» **WHAT THE TASK REQUIRES**
With the records below as your source, retype each line exactly from the top down to the line that contains "(ties to even).", and include that line.

» **Stored items**
########################################

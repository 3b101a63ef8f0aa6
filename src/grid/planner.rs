//! Grid geometry planning.
//!
//! The planner turns slide dimensions, a tile size and a coverage mask into
//! the bounds of the tile grid:
//!
//! 1. Unpadded dimensions are the level-0 dimensions divided by the global
//!    downsample, rounded to the nearest integer (ties to even).
//! 2. Each axis is padded up to the next multiple of the tile size.
//! 3. Each axis is then capped to the area covered by the mask, so the grid
//!    never extends past available mask coverage.
//!
//! The recorded padding is what remains of it after the cap. A grid capped
//! below the unpadded size has no padding on that axis.

use serde::Serialize;

use crate::error::GeometryError;
use crate::mask::Mask;
use crate::pipeline::OutputKind;

use super::TileCoordinate;

// =============================================================================
// Padding
// =============================================================================

/// Padding needed to bring `width` and `height` up to multiples of `tile_size`.
///
/// Returns `(pad_w, pad_h)`, each in `0..tile_size`. A dimension that is
/// already a multiple of the tile size gets no padding.
///
/// # Panics
///
/// Panics if `tile_size` is 0.
pub fn padding(tile_size: u32, width: u32, height: u32) -> (u32, u32) {
    (
        pad_axis(tile_size, width),
        pad_axis(tile_size, height),
    )
}

fn pad_axis(tile_size: u32, dim: u32) -> u32 {
    let padded = u64::from(dim).div_ceil(u64::from(tile_size)) * u64::from(tile_size);
    (padded - u64::from(dim)) as u32
}

// =============================================================================
// Grid Plan
// =============================================================================

/// Geometry of the tile grid for one pipeline invocation.
///
/// The grid itself is not materialized; this only records its bounds.
#[derive(Debug, Clone, Copy, PartialEq, Serialize)]
pub struct GridPlan {
    /// Tile edge length in output pixels
    pub tile_size: u32,

    /// Spacing between consecutive tile origins
    pub stride: u32,

    /// Grid width after padding and mask cap
    pub width: u32,

    /// Grid height after padding and mask cap
    pub height: u32,

    /// Columns of padding on the right, after the mask cap
    pub pad_w: u32,

    /// Rows of padding at the bottom, after the mask cap
    pub pad_h: u32,

    /// Width before padding (slide width / downsample)
    pub unpadded_width: u32,

    /// Height before padding (slide height / downsample)
    pub unpadded_height: u32,

    /// Ratio between tile resolution and mask resolution
    pub mask_ds: u32,

    /// Tile edge length in mask pixels
    pub mask_tile_size: u32,
}

impl GridPlan {
    /// Number of tile origins along the horizontal axis.
    pub fn columns(&self) -> u32 {
        self.width.div_ceil(self.stride)
    }

    /// Number of tile origins along the vertical axis.
    pub fn rows(&self) -> u32 {
        self.height.div_ceil(self.stride)
    }

    /// Total number of tile origins on the stride grid (before filtering).
    pub fn candidate_count(&self) -> u64 {
        u64::from(self.columns()) * u64::from(self.rows())
    }

    /// Whether tiles on this grid overlap each other.
    pub fn has_overlap(&self) -> bool {
        self.stride < self.tile_size
    }

    /// Write region of a tile in the spatial output, as
    /// `(row_start, row_end, col_start, col_end)`.
    pub fn tile_region(&self, coord: TileCoordinate) -> (u64, u64, u64, u64) {
        let (x, y, size) = (
            u64::from(coord.x),
            u64::from(coord.y),
            u64::from(self.tile_size),
        );
        (y, y + size, x, x + size)
    }

    /// Shape `[rows, cols, channels]` of an output store holding this grid.
    ///
    /// Spatial outputs cover the padded pixel grid; cell outputs hold one
    /// entry per tile.
    pub fn output_shape(&self, kind: OutputKind) -> [usize; 3] {
        match kind {
            OutputKind::Spatial { channels } => {
                [self.height as usize, self.width as usize, channels]
            }
            OutputKind::Cell { features } => [
                self.height.div_ceil(self.tile_size) as usize,
                self.width.div_ceil(self.tile_size) as usize,
                features,
            ],
        }
    }
}

// =============================================================================
// Grid Planner
// =============================================================================

/// Computes [`GridPlan`]s from slide dimensions and a coverage mask.
///
/// # Example
///
/// ```
/// use wsi_tiler::grid::GridPlanner;
/// use wsi_tiler::mask::Mask;
///
/// let planner = GridPlanner::new(256, 256, 20.0, 1.25).unwrap();
/// let mask = Mask::filled(64, 64, 1.0);
///
/// let plan = planner.plan((300, 300), 1.0, &mask).unwrap();
/// assert_eq!((plan.width, plan.height), (512, 512));
/// assert_eq!((plan.pad_w, plan.pad_h), (212, 212));
/// ```
#[derive(Debug, Clone, Copy, PartialEq)]
pub struct GridPlanner {
    tile_size: u32,
    stride: u32,
    mask_ds: u32,
}

impl GridPlanner {
    /// Create a planner.
    ///
    /// `mask_ds` is `tile_magnification / mask_magnification`, truncated.
    ///
    /// # Errors
    ///
    /// Returns an error if the tile size or stride is 0, if a magnification is
    /// not a positive finite number, or if the mask downsample is below 1.
    pub fn new(
        tile_size: u32,
        stride: u32,
        tile_magnification: f64,
        mask_magnification: f64,
    ) -> Result<Self, GeometryError> {
        if tile_size == 0 {
            return Err(GeometryError::ZeroTileSize);
        }
        if stride == 0 {
            return Err(GeometryError::ZeroStride);
        }

        let invalid = || GeometryError::InvalidMagnification {
            tile_magnification,
            mask_magnification,
        };
        if !(tile_magnification.is_finite() && tile_magnification > 0.0)
            || !(mask_magnification.is_finite() && mask_magnification > 0.0)
        {
            return Err(invalid());
        }

        let ratio = (tile_magnification / mask_magnification).trunc();
        if ratio < 1.0 || ratio > f64::from(u32::MAX) {
            return Err(invalid());
        }

        Ok(Self {
            tile_size,
            stride,
            mask_ds: ratio as u32,
        })
    }

    /// Create a planner from an explicit mask downsample.
    pub fn with_mask_downsample(
        tile_size: u32,
        stride: u32,
        mask_ds: u32,
    ) -> Result<Self, GeometryError> {
        Self::new(tile_size, stride, f64::from(mask_ds), 1.0)
    }

    pub fn tile_size(&self) -> u32 {
        self.tile_size
    }

    pub fn stride(&self) -> u32 {
        self.stride
    }

    pub fn mask_downsample(&self) -> u32 {
        self.mask_ds
    }

    /// Plan the grid for a slide.
    ///
    /// # Arguments
    ///
    /// * `level0_dimensions` - `(width, height)` of the slide at level 0
    /// * `downsample` - Global downsample applied to the slide
    /// * `mask` - Coverage mask, at `mask_ds` times coarser resolution
    ///
    /// # Errors
    ///
    /// Returns an error if the downsample is invalid, the slide is empty after
    /// downsampling, the mask has zero extent, or a tile covers less than one
    /// mask pixel.
    pub fn plan(
        &self,
        level0_dimensions: (u32, u32),
        downsample: f64,
        mask: &Mask,
    ) -> Result<GridPlan, GeometryError> {
        if !(downsample.is_finite() && downsample > 0.0) {
            return Err(GeometryError::InvalidDownsample(downsample));
        }
        if mask.rows() == 0 || mask.cols() == 0 {
            return Err(GeometryError::EmptyMask {
                rows: mask.rows(),
                cols: mask.cols(),
            });
        }

        let mask_tile_size = self.tile_size / self.mask_ds;
        if mask_tile_size == 0 {
            return Err(GeometryError::TileSmallerThanMaskPixel {
                tile_size: self.tile_size,
                mask_ds: self.mask_ds,
            });
        }

        let (level0_w, level0_h) = level0_dimensions;
        let unpadded_width = (f64::from(level0_w) / downsample).round_ties_even() as u32;
        let unpadded_height = (f64::from(level0_h) / downsample).round_ties_even() as u32;
        if unpadded_width == 0 || unpadded_height == 0 {
            return Err(GeometryError::EmptySlide {
                width: unpadded_width,
                height: unpadded_height,
            });
        }

        let (full_pad_w, full_pad_h) = padding(self.tile_size, unpadded_width, unpadded_height);

        let mask_width = mask.cols() as u64 * u64::from(self.mask_ds);
        let mask_height = mask.rows() as u64 * u64::from(self.mask_ds);
        let width = (u64::from(unpadded_width) + u64::from(full_pad_w)).min(mask_width) as u32;
        let height = (u64::from(unpadded_height) + u64::from(full_pad_h)).min(mask_height) as u32;
        let pad_w = width.saturating_sub(unpadded_width);
        let pad_h = height.saturating_sub(unpadded_height);

        Ok(GridPlan {
            tile_size: self.tile_size,
            stride: self.stride,
            width,
            height,
            pad_w,
            pad_h,
            unpadded_width,
            unpadded_height,
            mask_ds: self.mask_ds,
            mask_tile_size,
        })
    }
}

// =============================================================================
// Tests
// =============================================================================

########################################

» **WRITTEN SOLUTION**
repository 3b101a63ef8f0aa6
filename src/grid/planner.rs
//! Grid geometry planning.
//!
//! The planner turns slide dimensions, a tile size and a coverage mask into
//! the bounds of the tile grid:
//!
//! 1. Unpadded dimensions are the level-0 dimensions divided by the global
//!    downsample, rounded to the nearest integer (ties to even).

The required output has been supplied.